Il comunismo può essere suddiviso in due principali varianti, che chiamerò comunismo “mitico” e comunismo “quotidiano”. Potrebbero essere altrettanto facilmente definite versioni “ideale” e “empirica”, o persino “trascendente” e “immanente” del comunismo.
Il Comunismo Mitico (con la C maiuscola) è una teoria della storia, di una società senza classi che un tempo esisteva e che, si spera, un giorno ritornerà. È notoriamente messianico nella sua forma. Si basa anche su una certa nozione di totalità: un tempo esistevano tribù, un giorno esisteranno nazioni, organizzate interamente secondo principi comunisti: ovvero, dove la “società” – la totalità stessa – regola la produzione sociale e quindi non esisteranno disuguaglianze di proprietà.
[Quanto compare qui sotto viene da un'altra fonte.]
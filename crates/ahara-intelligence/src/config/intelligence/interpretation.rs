// ABOUTME: Interpretation thresholds for probability risk and confidence tiering
// ABOUTME: Defaults are the fixed cut points the advisory rules were written against
//
// SPDX-License-Identifier: MIT OR Apache-2.0
// Copyright (c) 2025 Ahara Nutrition Intelligence

use super::error::ConfigError;
use ahara_core::constants::thresholds;
use serde::{Deserialize, Serialize};

/// Cut points used by the prediction interpreter
#[derive(Debug, Clone, Copy, PartialEq, Serialize, Deserialize)]
pub struct InterpretationThresholds {
    /// Probabilities below this are low risk
    pub risk_moderate: f64,
    /// Probabilities at or above this are high risk
    pub risk_high: f64,
    /// Midpoint distances are measured from
    pub decision_boundary: f64,
    /// Distance strictly above which confidence is high
    pub confidence_high_distance: f64,
    /// Distance strictly above which confidence is medium
    pub confidence_medium_distance: f64,
}

impl Default for InterpretationThresholds {
    fn default() -> Self {
        Self {
            risk_moderate: thresholds::RISK_MODERATE,
            risk_high: thresholds::RISK_HIGH,
            decision_boundary: thresholds::DECISION_BOUNDARY,
            confidence_high_distance: thresholds::CONFIDENCE_HIGH_DISTANCE,
            confidence_medium_distance: thresholds::CONFIDENCE_MEDIUM_DISTANCE,
        }
    }
}

impl InterpretationThresholds {
    /// Validate ranges and ordering
    ///
    /// # Errors
    ///
    /// Returns an error if a cut point is outside [0, 1] or the tiers overlap
    pub fn validate(&self) -> Result<(), ConfigError> {
        let probabilities = [self.risk_moderate, self.risk_high, self.decision_boundary];
        if probabilities.iter().any(|p| !(0.0..=1.0).contains(p)) {
            return Err(ConfigError::InvalidRange(
                "risk thresholds and decision boundary must be within [0, 1]",
            ));
        }
        if self.risk_moderate >= self.risk_high {
            return Err(ConfigError::UnorderedThresholds(
                "risk_moderate must be below risk_high",
            ));
        }
        if !(0.0..=0.5).contains(&self.confidence_medium_distance)
            || !(0.0..=0.5).contains(&self.confidence_high_distance)
        {
            return Err(ConfigError::InvalidRange(
                "confidence distances must be within [0, 0.5]",
            ));
        }
        if self.confidence_medium_distance >= self.confidence_high_distance {
            return Err(ConfigError::UnorderedThresholds(
                "confidence_medium_distance must be below confidence_high_distance",
            ));
        }
        Ok(())
    }
}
Il comunismo quotidiano (con la c minuscola) può essere compreso solo per contrasto, rifiutando tali schemi totalizzanti ed esaminando la pratica quotidiana a ogni livello della vita umana per vedere dove il classico principio comunista “da ciascuno secondo le sue capacità, a ciascuno secondo i suoi bisogni” viene effettivamente applicato. Come aspettativa di mutuo aiuto, il comunismo in questo senso può essere visto come il fondamento di ogni socialità umana ovunque; come principio di cooperazione, emerge spontaneamente nei momenti di crisi; come solidarietà, è alla base di quasi tutte le relazioni di fiducia sociale. Il comunismo quotidiano, quindi, non è un organismo regolatore più ampio che coordina tutta l’attività economica all’interno di un’unica “società”, ma un principio che esiste e, in una certa misura, costituisce il fondamento necessario di qualsiasi società o relazione umana di qualsiasi tipo. Persino il capitalismo può essere visto come un sistema per gestire il comunismo (sebbene sia evidentemente, per molti aspetti, profondamente imperfetto). Analizziamo ciascuno di questi punti.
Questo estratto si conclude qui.